Supplied material START

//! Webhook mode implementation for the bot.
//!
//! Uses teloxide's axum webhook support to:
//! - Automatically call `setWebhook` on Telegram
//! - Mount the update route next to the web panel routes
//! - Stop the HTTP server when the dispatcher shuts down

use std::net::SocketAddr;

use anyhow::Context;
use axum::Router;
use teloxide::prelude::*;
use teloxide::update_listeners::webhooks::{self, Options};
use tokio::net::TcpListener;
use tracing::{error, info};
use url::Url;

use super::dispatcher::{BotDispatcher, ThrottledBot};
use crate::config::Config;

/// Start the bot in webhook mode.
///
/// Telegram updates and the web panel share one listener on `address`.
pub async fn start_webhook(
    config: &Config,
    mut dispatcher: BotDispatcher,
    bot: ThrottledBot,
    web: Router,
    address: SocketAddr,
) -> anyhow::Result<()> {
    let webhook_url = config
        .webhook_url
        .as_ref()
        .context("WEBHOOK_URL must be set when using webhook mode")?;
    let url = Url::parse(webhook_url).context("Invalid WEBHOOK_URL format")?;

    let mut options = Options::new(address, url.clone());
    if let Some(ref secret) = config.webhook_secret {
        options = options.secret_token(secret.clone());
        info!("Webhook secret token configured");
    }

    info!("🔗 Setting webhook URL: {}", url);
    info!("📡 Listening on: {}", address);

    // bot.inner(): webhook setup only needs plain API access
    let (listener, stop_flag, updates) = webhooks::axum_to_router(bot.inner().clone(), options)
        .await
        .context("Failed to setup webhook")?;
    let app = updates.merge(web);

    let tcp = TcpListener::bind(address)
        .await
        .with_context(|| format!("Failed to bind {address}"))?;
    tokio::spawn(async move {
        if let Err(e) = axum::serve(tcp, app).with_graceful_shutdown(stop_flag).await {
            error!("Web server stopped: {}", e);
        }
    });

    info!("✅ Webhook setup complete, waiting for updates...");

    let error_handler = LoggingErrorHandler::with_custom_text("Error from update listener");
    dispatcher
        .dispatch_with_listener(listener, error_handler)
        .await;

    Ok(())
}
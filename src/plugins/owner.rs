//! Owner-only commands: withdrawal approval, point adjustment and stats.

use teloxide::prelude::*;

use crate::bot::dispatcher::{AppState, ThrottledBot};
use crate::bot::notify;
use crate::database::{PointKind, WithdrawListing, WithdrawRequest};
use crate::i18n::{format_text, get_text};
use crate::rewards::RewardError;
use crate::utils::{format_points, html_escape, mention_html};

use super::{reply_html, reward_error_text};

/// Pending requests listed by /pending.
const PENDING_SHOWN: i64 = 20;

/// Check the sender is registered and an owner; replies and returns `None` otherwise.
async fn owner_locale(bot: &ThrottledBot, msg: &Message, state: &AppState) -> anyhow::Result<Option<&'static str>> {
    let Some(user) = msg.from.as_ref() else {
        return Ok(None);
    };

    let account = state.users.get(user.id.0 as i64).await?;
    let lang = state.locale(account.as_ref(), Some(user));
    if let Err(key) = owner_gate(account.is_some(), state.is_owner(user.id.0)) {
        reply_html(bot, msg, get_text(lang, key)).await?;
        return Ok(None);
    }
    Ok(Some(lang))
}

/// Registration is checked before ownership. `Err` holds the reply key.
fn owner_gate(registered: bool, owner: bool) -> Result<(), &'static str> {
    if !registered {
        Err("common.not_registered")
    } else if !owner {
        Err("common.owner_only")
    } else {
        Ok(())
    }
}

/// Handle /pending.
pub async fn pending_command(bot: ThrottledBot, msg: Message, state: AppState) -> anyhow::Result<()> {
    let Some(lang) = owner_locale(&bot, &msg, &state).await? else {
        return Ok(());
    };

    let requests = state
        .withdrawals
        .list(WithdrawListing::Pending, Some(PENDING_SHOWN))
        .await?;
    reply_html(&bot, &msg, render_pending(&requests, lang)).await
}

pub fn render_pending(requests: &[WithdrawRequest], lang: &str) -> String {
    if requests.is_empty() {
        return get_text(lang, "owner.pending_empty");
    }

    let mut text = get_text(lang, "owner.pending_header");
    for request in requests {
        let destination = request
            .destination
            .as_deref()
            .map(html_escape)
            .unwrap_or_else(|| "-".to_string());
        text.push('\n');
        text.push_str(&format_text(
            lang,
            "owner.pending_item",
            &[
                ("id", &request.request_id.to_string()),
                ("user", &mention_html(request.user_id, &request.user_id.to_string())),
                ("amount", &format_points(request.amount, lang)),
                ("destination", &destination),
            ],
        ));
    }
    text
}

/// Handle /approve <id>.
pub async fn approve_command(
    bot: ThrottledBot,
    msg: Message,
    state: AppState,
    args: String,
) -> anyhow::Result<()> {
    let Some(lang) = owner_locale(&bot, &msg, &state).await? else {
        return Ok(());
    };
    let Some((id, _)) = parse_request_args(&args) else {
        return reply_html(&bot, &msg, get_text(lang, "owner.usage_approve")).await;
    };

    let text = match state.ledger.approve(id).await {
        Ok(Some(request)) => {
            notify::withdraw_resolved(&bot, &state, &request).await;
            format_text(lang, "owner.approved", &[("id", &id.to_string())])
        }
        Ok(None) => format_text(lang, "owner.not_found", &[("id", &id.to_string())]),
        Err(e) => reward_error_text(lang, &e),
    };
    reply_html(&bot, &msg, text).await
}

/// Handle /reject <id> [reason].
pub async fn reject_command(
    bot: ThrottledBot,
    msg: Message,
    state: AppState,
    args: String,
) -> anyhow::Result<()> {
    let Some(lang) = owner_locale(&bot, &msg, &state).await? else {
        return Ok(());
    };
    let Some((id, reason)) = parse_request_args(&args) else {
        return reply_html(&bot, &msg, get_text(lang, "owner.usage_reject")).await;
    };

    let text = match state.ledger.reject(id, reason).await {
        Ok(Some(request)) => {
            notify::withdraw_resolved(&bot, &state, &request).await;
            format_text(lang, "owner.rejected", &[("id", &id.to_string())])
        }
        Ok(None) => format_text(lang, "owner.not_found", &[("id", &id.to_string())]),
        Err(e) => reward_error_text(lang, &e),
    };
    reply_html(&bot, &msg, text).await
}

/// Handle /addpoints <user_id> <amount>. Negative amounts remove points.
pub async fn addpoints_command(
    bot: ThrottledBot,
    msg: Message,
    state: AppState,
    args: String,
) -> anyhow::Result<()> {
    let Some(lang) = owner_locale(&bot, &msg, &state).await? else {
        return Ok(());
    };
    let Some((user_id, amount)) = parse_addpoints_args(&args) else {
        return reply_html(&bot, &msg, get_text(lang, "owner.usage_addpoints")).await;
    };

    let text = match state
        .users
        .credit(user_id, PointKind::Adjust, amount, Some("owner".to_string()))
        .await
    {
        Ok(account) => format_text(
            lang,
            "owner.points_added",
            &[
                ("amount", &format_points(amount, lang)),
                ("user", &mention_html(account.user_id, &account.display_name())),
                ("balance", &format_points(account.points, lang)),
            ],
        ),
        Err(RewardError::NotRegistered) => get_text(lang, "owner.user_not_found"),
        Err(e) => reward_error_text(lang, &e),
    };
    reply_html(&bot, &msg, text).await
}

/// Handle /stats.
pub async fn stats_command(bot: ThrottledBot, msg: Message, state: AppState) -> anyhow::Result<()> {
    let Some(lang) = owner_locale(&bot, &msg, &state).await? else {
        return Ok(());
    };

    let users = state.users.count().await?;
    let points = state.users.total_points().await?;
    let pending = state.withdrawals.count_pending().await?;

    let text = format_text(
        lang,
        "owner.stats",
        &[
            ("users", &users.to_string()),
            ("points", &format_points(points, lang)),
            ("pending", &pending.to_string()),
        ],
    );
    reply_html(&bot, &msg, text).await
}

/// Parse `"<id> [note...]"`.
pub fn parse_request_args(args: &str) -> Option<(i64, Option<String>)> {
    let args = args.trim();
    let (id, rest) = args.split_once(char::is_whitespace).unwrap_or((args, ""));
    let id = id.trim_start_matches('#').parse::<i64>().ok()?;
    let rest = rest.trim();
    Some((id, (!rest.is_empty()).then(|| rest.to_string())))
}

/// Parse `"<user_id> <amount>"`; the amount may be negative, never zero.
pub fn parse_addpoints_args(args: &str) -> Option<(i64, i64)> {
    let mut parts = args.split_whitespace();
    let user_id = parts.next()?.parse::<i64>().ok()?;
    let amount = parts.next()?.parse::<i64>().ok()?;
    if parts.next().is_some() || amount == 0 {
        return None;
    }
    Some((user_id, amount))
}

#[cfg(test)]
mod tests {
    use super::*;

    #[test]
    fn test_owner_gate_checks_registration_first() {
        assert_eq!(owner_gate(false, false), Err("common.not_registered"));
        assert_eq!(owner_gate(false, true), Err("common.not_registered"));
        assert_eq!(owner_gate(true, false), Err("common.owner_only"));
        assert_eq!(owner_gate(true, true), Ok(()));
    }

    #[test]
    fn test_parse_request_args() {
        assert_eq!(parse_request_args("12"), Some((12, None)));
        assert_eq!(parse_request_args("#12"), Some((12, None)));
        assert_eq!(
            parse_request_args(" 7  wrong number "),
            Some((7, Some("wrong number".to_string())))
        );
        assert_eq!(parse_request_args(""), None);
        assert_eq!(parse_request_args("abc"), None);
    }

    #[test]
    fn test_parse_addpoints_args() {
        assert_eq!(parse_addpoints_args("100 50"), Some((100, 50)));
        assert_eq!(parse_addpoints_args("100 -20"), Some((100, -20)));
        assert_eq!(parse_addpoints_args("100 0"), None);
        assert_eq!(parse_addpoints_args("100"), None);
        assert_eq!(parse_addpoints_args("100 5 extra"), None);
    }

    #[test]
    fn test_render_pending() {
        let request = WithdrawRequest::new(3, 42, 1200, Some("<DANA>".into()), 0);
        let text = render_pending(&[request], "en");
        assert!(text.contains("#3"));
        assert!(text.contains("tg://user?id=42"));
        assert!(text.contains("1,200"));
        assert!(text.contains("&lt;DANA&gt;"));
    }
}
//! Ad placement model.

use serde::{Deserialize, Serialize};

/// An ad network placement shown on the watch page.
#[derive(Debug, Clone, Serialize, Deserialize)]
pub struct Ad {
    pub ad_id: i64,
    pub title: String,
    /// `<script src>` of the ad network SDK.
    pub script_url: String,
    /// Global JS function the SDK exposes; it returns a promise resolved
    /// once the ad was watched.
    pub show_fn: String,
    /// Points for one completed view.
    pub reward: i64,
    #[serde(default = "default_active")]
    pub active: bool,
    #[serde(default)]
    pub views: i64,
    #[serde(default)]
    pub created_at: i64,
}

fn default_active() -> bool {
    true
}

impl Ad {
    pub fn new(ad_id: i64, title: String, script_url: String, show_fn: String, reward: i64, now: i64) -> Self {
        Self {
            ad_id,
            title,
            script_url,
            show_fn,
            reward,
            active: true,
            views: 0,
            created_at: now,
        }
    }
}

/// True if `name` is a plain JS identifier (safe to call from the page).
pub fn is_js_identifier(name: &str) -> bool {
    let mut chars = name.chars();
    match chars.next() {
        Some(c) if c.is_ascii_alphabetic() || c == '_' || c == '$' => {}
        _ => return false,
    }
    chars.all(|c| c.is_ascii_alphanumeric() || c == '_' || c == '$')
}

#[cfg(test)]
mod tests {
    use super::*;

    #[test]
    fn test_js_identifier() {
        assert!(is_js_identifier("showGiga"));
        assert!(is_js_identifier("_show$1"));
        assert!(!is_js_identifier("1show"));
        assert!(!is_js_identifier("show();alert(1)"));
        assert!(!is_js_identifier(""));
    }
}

Supplied material END

[What you are asked to do] Taking the records above as input, show every line in which the word "Failed" is present.

[Task response]
        .context("Failed to setup webhook")?;
        .with_context(|| format!("Failed to bind {address}"))?;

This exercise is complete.